Stored data

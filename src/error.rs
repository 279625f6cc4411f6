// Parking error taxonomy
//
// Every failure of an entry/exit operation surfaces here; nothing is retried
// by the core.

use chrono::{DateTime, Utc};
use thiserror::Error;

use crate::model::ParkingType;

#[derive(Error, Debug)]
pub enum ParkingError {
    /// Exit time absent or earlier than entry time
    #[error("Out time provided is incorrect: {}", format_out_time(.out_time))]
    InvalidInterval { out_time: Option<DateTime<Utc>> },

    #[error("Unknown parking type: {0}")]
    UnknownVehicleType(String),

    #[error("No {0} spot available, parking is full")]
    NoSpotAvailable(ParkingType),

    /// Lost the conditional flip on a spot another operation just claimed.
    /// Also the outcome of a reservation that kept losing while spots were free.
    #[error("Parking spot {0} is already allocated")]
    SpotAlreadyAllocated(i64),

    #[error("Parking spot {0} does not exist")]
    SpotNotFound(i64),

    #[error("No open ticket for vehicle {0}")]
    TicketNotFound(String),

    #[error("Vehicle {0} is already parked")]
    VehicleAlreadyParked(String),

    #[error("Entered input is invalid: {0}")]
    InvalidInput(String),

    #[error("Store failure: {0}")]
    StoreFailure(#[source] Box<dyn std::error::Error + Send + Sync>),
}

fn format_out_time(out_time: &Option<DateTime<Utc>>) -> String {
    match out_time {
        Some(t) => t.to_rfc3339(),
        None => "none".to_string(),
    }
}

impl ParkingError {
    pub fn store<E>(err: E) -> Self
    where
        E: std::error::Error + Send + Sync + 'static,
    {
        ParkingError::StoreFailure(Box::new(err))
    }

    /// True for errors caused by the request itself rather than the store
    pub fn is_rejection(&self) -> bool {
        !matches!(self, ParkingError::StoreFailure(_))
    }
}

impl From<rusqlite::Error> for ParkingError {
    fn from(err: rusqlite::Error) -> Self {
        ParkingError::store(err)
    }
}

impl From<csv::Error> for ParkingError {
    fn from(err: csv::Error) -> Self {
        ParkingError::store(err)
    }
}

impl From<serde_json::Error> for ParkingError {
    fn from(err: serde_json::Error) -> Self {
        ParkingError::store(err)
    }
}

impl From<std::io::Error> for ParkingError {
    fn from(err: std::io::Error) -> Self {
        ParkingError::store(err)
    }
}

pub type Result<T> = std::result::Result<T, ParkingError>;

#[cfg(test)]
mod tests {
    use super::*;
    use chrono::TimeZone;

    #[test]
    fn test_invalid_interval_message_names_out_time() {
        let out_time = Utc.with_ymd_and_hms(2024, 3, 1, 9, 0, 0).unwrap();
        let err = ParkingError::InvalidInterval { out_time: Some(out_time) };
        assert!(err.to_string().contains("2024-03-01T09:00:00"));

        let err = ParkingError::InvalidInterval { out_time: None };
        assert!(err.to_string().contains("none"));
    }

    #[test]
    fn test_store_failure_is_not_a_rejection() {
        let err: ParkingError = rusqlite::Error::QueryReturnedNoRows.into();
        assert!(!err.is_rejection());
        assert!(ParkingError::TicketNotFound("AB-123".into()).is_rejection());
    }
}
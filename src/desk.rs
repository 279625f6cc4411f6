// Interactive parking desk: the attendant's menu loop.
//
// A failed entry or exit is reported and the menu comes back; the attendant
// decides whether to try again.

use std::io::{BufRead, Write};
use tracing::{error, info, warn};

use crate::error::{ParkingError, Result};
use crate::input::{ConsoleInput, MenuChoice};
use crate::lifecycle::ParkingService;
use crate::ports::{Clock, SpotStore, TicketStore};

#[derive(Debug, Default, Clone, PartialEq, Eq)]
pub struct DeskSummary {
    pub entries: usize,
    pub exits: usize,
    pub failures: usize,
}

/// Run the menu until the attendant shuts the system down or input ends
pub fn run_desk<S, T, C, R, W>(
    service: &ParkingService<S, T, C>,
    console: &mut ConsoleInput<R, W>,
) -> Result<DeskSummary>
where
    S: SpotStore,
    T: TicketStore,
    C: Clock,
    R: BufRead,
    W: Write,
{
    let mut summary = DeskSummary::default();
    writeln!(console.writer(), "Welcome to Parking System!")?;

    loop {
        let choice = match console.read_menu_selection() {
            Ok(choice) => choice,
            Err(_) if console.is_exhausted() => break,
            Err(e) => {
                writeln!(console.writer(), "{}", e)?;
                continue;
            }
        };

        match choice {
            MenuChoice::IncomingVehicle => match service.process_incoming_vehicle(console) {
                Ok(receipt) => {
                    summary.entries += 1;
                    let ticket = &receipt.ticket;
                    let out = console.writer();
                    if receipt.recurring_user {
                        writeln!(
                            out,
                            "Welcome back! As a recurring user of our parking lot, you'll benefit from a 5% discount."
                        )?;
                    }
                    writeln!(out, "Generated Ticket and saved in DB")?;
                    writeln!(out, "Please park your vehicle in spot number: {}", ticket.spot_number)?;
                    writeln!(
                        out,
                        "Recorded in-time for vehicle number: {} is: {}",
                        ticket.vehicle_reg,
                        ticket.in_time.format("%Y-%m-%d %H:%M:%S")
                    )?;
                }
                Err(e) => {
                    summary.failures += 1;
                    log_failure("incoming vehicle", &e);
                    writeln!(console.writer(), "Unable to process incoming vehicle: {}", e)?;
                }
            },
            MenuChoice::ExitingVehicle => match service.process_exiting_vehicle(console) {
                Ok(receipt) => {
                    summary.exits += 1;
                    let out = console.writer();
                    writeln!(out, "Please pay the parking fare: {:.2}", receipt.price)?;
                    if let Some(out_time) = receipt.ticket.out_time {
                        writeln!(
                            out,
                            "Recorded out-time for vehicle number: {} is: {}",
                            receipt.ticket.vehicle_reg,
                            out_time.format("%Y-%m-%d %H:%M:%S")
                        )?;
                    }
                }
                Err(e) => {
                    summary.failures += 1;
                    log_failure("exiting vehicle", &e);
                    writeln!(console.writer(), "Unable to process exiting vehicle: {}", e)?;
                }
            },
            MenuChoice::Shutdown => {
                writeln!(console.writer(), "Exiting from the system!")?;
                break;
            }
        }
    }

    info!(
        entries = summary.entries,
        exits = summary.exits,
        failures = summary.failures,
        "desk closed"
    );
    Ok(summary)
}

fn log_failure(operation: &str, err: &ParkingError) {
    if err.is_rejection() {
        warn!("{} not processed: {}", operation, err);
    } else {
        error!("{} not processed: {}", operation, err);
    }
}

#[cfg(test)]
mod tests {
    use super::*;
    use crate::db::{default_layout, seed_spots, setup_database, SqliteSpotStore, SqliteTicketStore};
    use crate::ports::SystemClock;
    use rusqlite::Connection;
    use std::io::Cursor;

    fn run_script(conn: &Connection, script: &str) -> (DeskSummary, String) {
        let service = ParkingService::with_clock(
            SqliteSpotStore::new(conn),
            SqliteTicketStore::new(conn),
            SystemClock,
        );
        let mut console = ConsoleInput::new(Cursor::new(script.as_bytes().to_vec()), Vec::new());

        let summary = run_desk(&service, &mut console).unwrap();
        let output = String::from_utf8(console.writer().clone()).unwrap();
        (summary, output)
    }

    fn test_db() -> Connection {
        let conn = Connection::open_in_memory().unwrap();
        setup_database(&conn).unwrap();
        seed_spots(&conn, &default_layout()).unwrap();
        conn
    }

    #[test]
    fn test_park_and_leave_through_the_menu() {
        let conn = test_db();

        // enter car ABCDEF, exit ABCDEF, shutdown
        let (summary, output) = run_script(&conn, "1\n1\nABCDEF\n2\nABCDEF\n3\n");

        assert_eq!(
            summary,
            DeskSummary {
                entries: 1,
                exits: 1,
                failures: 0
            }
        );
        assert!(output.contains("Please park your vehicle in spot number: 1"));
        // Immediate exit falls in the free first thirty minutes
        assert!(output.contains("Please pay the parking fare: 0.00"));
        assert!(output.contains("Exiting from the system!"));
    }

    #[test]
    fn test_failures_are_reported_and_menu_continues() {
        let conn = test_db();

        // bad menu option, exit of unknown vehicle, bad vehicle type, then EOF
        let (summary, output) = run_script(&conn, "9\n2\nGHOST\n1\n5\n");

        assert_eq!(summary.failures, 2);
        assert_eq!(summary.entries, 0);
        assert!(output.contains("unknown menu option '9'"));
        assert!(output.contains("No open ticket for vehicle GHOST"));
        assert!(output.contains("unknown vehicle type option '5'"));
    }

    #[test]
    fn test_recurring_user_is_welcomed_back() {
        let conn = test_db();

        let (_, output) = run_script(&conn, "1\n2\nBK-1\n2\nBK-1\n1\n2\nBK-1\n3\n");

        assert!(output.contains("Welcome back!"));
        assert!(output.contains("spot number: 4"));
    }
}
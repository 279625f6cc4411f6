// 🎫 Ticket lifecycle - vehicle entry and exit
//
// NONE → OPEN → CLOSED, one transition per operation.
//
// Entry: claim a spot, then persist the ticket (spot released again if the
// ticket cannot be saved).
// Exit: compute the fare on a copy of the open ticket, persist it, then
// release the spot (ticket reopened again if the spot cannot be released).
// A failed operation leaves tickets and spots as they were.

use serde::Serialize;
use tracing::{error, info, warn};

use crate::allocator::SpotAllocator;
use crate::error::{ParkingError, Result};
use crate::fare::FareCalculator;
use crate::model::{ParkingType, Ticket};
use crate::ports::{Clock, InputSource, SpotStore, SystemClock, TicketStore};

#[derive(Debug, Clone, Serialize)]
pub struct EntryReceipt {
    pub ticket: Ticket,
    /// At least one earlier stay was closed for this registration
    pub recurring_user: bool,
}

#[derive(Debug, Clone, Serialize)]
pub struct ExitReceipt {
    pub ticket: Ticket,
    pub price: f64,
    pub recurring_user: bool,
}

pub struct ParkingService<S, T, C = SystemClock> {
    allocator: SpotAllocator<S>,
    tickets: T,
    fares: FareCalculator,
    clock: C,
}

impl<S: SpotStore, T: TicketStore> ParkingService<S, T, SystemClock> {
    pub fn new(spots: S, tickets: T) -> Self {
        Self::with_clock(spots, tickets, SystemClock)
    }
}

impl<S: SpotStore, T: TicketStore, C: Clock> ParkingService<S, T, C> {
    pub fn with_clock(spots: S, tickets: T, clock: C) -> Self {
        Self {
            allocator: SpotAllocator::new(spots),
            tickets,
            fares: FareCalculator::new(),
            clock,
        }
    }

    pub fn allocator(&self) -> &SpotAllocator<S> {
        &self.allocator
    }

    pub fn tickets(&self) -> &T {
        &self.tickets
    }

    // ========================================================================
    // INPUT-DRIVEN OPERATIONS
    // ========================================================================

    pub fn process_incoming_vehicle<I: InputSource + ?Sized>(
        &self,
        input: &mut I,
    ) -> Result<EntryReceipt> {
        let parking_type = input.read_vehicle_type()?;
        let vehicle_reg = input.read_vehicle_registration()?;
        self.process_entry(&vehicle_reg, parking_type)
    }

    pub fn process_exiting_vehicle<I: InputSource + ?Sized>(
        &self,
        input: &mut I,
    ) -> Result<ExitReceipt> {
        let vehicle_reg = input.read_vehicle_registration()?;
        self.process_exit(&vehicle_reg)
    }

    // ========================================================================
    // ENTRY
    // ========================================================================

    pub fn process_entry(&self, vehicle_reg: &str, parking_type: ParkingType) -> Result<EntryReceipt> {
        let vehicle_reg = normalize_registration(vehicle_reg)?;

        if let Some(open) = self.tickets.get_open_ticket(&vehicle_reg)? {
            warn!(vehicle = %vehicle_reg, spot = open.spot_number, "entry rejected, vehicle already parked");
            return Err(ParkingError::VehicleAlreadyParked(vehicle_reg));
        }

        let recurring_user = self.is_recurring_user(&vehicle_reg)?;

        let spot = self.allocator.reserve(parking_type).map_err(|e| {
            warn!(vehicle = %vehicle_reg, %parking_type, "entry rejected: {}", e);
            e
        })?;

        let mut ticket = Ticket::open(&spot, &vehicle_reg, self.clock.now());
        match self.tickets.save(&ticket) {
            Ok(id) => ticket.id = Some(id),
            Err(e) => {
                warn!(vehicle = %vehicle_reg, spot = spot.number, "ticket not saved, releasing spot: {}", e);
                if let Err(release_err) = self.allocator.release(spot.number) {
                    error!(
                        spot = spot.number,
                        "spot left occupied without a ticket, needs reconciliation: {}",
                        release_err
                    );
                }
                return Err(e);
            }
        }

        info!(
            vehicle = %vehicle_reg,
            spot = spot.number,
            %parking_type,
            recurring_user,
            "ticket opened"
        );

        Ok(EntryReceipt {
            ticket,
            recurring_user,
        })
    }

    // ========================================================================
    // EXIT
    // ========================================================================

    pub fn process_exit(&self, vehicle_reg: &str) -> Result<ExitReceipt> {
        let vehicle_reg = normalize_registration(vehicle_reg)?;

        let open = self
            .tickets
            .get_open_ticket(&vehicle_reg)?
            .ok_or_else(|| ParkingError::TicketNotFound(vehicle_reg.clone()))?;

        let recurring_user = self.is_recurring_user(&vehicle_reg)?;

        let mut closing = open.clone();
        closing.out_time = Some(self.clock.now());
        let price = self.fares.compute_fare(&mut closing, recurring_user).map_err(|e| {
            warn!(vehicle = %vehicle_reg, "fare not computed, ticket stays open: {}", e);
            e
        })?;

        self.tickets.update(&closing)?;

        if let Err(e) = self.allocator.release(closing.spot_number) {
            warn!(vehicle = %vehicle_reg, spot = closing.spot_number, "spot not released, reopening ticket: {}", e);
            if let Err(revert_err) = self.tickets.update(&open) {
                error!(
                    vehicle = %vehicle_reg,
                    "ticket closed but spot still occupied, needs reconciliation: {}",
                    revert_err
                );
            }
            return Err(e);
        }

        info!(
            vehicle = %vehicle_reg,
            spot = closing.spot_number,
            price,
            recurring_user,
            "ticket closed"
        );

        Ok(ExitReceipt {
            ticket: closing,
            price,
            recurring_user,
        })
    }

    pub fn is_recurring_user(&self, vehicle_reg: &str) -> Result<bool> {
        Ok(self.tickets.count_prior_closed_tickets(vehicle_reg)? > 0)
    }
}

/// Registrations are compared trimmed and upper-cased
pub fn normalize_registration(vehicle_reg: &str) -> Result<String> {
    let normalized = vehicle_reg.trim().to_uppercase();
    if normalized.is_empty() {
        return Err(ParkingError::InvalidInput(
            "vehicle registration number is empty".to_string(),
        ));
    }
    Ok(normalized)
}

** Problem details **
Where a line of the data includes the string "Send", list that line.

** Response to this exercise **
    StoreFailure(#[source] Box<dyn std::error::Error + Send + Sync>),
        E: std::error::Error + Send + Sync + 'static,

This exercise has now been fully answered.